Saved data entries
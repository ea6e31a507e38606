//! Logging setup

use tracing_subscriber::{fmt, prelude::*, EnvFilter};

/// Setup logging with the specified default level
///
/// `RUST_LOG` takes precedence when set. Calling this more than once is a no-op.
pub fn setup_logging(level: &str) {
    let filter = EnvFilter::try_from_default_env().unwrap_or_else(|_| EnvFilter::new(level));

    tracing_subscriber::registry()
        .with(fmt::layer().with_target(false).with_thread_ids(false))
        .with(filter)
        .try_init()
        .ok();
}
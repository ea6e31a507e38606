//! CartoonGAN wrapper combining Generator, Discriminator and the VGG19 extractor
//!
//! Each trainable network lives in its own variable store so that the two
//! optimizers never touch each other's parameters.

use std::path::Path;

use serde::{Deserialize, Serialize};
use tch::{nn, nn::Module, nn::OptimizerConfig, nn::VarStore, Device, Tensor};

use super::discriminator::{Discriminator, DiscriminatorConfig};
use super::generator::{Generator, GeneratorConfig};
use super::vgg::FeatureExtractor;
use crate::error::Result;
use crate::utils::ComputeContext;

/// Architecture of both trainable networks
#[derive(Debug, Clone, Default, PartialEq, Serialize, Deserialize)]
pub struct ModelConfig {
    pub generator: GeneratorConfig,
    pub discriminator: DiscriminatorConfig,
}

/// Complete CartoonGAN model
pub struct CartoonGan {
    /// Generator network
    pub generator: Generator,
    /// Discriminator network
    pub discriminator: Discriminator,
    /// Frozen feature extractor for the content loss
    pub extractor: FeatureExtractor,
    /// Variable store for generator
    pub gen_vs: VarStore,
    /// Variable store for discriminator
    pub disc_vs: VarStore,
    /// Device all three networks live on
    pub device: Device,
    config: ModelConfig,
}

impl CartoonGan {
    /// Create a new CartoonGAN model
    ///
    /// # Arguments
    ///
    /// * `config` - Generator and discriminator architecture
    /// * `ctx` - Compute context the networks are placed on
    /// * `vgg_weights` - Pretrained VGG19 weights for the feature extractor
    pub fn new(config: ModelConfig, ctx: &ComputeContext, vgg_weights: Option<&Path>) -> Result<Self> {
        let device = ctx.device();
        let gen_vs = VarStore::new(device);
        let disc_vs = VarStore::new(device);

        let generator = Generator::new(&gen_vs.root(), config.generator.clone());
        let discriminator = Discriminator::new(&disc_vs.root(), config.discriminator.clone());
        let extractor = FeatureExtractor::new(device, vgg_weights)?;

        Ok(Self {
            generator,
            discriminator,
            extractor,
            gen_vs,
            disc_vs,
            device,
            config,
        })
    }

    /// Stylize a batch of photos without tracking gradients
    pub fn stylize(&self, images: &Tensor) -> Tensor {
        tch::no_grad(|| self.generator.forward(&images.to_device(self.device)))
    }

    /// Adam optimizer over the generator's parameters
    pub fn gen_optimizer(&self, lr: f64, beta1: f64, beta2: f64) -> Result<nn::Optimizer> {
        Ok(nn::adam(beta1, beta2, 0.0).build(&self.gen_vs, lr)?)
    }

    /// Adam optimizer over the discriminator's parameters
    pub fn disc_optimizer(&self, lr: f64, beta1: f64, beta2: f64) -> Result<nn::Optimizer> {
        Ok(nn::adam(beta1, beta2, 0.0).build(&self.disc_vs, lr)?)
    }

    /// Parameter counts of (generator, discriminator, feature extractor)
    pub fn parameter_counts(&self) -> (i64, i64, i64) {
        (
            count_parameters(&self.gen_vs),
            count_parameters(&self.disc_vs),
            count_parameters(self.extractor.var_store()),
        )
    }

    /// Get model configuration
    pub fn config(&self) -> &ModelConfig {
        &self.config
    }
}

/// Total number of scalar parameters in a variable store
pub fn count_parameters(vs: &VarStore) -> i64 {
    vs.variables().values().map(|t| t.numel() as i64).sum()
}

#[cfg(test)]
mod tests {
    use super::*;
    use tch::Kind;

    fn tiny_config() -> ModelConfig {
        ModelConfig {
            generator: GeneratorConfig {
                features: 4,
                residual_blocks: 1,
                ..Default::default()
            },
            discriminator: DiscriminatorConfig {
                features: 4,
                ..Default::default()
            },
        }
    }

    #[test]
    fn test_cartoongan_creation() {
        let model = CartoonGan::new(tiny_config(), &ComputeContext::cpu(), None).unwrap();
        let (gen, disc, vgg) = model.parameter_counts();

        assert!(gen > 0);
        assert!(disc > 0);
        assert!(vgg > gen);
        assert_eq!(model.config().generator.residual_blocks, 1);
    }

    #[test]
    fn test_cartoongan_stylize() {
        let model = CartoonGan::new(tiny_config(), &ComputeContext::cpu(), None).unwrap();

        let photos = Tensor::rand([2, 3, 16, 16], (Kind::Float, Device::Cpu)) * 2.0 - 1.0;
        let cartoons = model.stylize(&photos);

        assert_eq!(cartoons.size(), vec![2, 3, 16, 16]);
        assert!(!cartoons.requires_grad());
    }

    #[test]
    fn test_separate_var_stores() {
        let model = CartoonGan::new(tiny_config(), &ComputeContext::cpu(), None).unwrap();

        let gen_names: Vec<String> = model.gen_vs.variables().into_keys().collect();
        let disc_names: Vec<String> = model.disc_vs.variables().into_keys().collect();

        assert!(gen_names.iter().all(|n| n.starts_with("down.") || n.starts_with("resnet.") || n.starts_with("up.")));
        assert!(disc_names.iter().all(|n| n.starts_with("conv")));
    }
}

§ Exercise description
When the line with "and discriminator architecture" is reached in the data above, begin copying, and stop after the line with "the feature extractor"; copy each line exactly, both ends included.

§ Worked solution
    /// * `config` - Generator and discriminator architecture
    /// * `ctx` - Compute context the networks are placed on
    /// * `vgg_weights` - Pretrained VGG19 weights for the feature extractor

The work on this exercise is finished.